Account Engagement campaign record types

Campaign Example – Webinars

Let’s go through a webinar example for March 2028. (I like to use examples in the future.) You promote the webinar with emails and LinkedIn ads, driving prospects to a registration form on your website. You could create three campaigns:

1) Channel – Email – LeadGen

2) Channel – Paid Media – LinkedIn

3) Conversion Point – Form – Webinar Form

Here are the campaigns that I created for this example:

Create a parent campaign to group the campaigns and to measure the sum of registered (responded = true) to all the channel child campaigns. 

Account Engagement campaign hierarchy

More examples

Seeing more examples helps understand how and when to create campaigns.

Events

If you had a new event and directed prospects to your event form with email, you would set up the following campaigns:

2028_EventTitleABC

          202803_Email_LeadGen_EventTitleABC

          202803_Form_EventForm_EventTitleABC

Content Syndication

If a Content Syndication company sent you a new list of names, add them to this campaign:

          202805_ContentSyndication_CoolContent123

Paid Media

If you were running a paid ad, set up the campaign and use the date fields to give a sense of timeframe:

          202807_PM_FB_FaceBookAd567

Reporting Example

Here’s a quick peek at a simple report.  See the grouping of Channels and Sub Channels on the left.

Account Engagement campaign report

Q&A with Julien

Jen: Do we really need to create a different record type for conversion points? Why don’t we just make forms another type of channel?

Julien: Marketers are mixing marketing elements.
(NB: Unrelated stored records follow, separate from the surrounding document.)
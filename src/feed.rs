//! # Ephemeris and asteroid feeds
//!
//! Records handed over by the game state, which owns their delivery:
//!
//! - [`EphemerisEntry`](crate::feed::EphemerisEntry): one planet or moon of the ephemeris table,
//!   consumed once by [`CelestialGraph::populate_from_ephemeris`](crate::celestial_graph::CelestialGraph::populate_from_ephemeris).
//! - [`AsteroidRecord`](crate::feed::AsteroidRecord): one asteroid, each triggering an
//!   [`add_new_asteroid`](crate::celestial_graph::CelestialGraph::add_new_asteroid).
//!
//! Asteroid dumps come as flat CSV files (one row per asteroid, elements inlined). The diameter
//! column uses `_` for unknown values.

use std::{fs::File, io::Read, path::Path};

use serde::Deserialize;

use crate::{
    body::BodyType,
    constants::{Degree, JulianDate, ObjectId},
    orbital_elements::OrbitalElements,
    orrery_errors::OrreryError,
};

/// Elements together with the names identifying the orbit.
#[derive(Debug, Clone, PartialEq, Deserialize)]
pub struct NamedElements {
    pub full_name: String,
    #[serde(default)]
    pub short_name: Option<String>,
    #[serde(flatten)]
    pub elements: OrbitalElements,
}

#[derive(Debug, Clone, PartialEq, Deserialize)]
pub struct EphemerisEntry {
    pub orbit: NamedElements,
    #[serde(rename = "type")]
    pub body_type: BodyType,
    #[serde(rename = "objectId")]
    pub object_id: ObjectId,
    #[serde(default)]
    pub owner: Option<String>,
}

impl EphemerisEntry {
    /// Display name of the body: the orbit's full name.
    pub fn model(&self) -> &str {
        &self.orbit.full_name
    }
}

#[derive(Debug, Clone, PartialEq)]
pub struct AsteroidRecord {
    /// Full orbit name, unique in the scene.
    pub orbit_id: String,
    pub owner_id: Option<String>,
    pub object_id: ObjectId,
    pub elements: OrbitalElements,
    pub display_name: String,
    /// Diameter in km, when known.
    pub diameter: Option<f64>,
}

/// One CSV row of an asteroid dump.
#[derive(Debug, Deserialize)]
struct AsteroidRow {
    orbit_id: String,
    #[serde(default)]
    owner_id: Option<String>,
    object_id: ObjectId,
    display_name: String,
    #[serde(default, deserialize_with = "csv::invalid_option")]
    diameter: Option<f64>,
    a: f64,
    e: f64,
    i: Degree,
    om: Degree,
    #[serde(default)]
    w: Option<Degree>,
    #[serde(default)]
    w_bar: Option<Degree>,
    ma: Degree,
    epoch: JulianDate,
    #[serde(rename = "P", default)]
    period: Option<f64>,
    #[serde(default)]
    n: Option<f64>,
}

impl From<AsteroidRow> for AsteroidRecord {
    fn from(row: AsteroidRow) -> Self {
        AsteroidRecord {
            orbit_id: row.orbit_id,
            owner_id: row.owner_id.filter(|o| !o.is_empty()),
            object_id: row.object_id,
            elements: OrbitalElements {
                semi_major_axis: row.a,
                eccentricity: row.e,
                inclination: row.i,
                ascending_node_longitude: row.om,
                periapsis_argument: row.w,
                periapsis_longitude: row.w_bar,
                mean_anomaly: row.ma,
                epoch: row.epoch,
                period: row.period,
                mean_motion: row.n,
            },
            display_name: row.display_name,
            diameter: row.diameter,
        }
    }
}

/// Parse an asteroid dump.
///
/// Arguments
/// ---------
/// * `reader` – CSV source with a header row. Expected columns: `orbit_id`, `owner_id`,
///   `object_id`, `display_name`, `diameter`, `a`, `e`, `i`, `om`, `w`, `w_bar`, `ma`, `epoch`,
///   `P`, `n`. Optional columns may be left empty.
///
/// Return
/// ------
/// * The records in file order, or the first parse error.
pub fn read_asteroid_records<R: Read>(reader: R) -> Result<Vec<AsteroidRecord>, OrreryError> {
    let mut csv_reader = csv::Reader::from_reader(reader);
    csv_reader
        .deserialize::<AsteroidRow>()
        .map(|row| Ok(AsteroidRecord::from(row?)))
        .collect()
}

/// Parse the asteroid dump stored at `path`.
pub fn read_asteroid_file(path: impl AsRef<Path>) -> Result<Vec<AsteroidRecord>, OrreryError> {
    let file = File::open(path)?;
    read_asteroid_records(file)
}
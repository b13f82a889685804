//! Geometry and material descriptors attached to mesh nodes.
//!
//! Only what the scene graph needs is modeled: enough vertex data to compute bounding volumes
//! and a triangle count to order LOD tiers. Textures are asset paths resolved by the renderer.

use nalgebra::Point3;

use crate::constants::DPI;

/// Parametric geometry, following the usual UV-sphere and flat-ring tessellations.
#[derive(Debug, Clone, PartialEq)]
pub enum Geometry {
    Sphere {
        radius: f64,
        width_segments: u32,
        height_segments: u32,
    },
    /// Annulus in the local XY plane.
    Ring {
        inner_radius: f64,
        outer_radius: f64,
        theta_segments: u32,
    },
}

impl Geometry {
    pub fn sphere(radius: f64, segments: u32) -> Self {
        Geometry::Sphere {
            radius,
            width_segments: segments,
            height_segments: segments,
        }
    }

    /// Vertex positions in the local frame of the mesh.
    pub fn vertices(&self) -> Vec<Point3<f64>> {
        match *self {
            Geometry::Sphere {
                radius,
                width_segments,
                height_segments,
            } => {
                let (w, h) = (width_segments.max(3), height_segments.max(2));
                let mut vertices = Vec::with_capacity(((w + 1) * (h + 1)) as usize);
                for iy in 0..=h {
                    let v = iy as f64 / h as f64;
                    let (sin_v, cos_v) = (v * std::f64::consts::PI).sin_cos();
                    for ix in 0..=w {
                        let u = ix as f64 / w as f64;
                        let (sin_u, cos_u) = (u * DPI).sin_cos();
                        vertices.push(Point3::new(
                            -radius * cos_u * sin_v,
                            radius * cos_v,
                            radius * sin_u * sin_v,
                        ));
                    }
                }
                vertices
            }
            Geometry::Ring {
                inner_radius,
                outer_radius,
                theta_segments,
            } => {
                let segments = theta_segments.max(3);
                [inner_radius, outer_radius]
                    .iter()
                    .flat_map(|&r| {
                        (0..=segments).map(move |k| {
                            let (s, c) = (k as f64 / segments as f64 * DPI).sin_cos();
                            Point3::new(r * c, r * s, 0.0)
                        })
                    })
                    .collect()
            }
        }
    }

    /// Number of triangles the renderer will rasterize for this geometry.
    pub fn triangle_count(&self) -> usize {
        match *self {
            Geometry::Sphere {
                width_segments,
                height_segments,
                ..
            } => {
                let (w, h) = (width_segments.max(3) as usize, height_segments.max(2) as usize);
                // one triangle per quad on the two polar rows
                2 * w * (h - 1)
            }
            Geometry::Ring { theta_segments, .. } => 2 * theta_segments.max(3) as usize,
        }
    }
}

/// Shading model requested from the renderer.
#[derive(Debug, Clone, Copy, PartialEq, Eq)]
pub enum ShaderKind {
    /// Unlit, used for orbit lines and big particles.
    Basic,
    Lambert,
    /// Lambert with normal and ring maps.
    Phong,
    /// Lambert with the vertex displacement that makes spheres look like rocks.
    DisplacedAsteroid,
    /// Animated surface and glow of the star.
    Star,
    /// Inside-out textured sphere behind everything else.
    Backdrop,
}

#[derive(Debug, Clone, PartialEq)]
pub struct Material {
    pub shader: ShaderKind,
    /// 0xRRGGBB
    pub color: u32,
    pub emissive: Option<u32>,
    pub texture: Option<String>,
    pub normal_map: Option<String>,
    pub transparent: bool,
}

impl Material {
    pub fn flat(shader: ShaderKind, color: u32) -> Self {
        Self {
            shader,
            color,
            emissive: None,
            texture: None,
            normal_map: None,
            transparent: false,
        }
    }

    pub fn textured(texture: &str, normal_map: Option<&str>) -> Self {
        Self {
            shader: if normal_map.is_some() {
                ShaderKind::Phong
            } else {
                ShaderKind::Lambert
            },
            color: 0xff_ff_ff,
            emissive: None,
            texture: Some(texture.to_string()),
            normal_map: normal_map.map(str::to_string),
            transparent: false,
        }
    }
}

#[derive(Debug, Clone, PartialEq)]
pub struct Mesh {
    pub geometry: Geometry,
    pub material: Material,
}

impl Mesh {
    pub fn new(geometry: Geometry, material: Material) -> Self {
        Self { geometry, material }
    }
}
You see AdWords vs. demo form vs. summer sales campaigns. It’s not right. You cannot compare AdWords with a website form. They are two different things. First, we have channels where you use your marketing budget. Then you have conversion points- what they did on your website.  

Jen: You have much less emphasis on using the hierarchy. Why?

Julien: Indeed, the hierarchy can lead to a messy organization, I prefer to build it with a proper database framing with the possibility to filter and query the database in a very table oriented fashion (like any other SF Object), For instance, I don’t recommend using a parent campaign for time (“2028” or “Q2 2028” etc.) It’s too time consuming to re-create the hierarchy for a new year or a new quarter and not very actionable for reporting. I recommend looking at campaign member create date or campaign create date.

For ongoing campaigns, use start and end date fields to filter associated campaigns.

Jen: In the webinar example above, you recommend creating three campaigns for a single webinar. Doesn’t this make campaign influence triple-counted?

Julien: I would exclude forms in the campaign influence auto-association rules. If a prospect clicked on the paid ad and clicked in the email, the prospect would be added to two campaigns in campaign influence, and that would be accurate because they took two actions.

Jen: Any other advice?

Julien: Don’t get too granular in salesforce. Use the tools in adwords etc. for finding deeper insights on web analytics metrics (copy & landing conversion rate). In Salesforce, you need to understand what is the channel that drives the leads and measure it against the bottom line. Keep it easy. Capture the big picture of the different types of campaigns.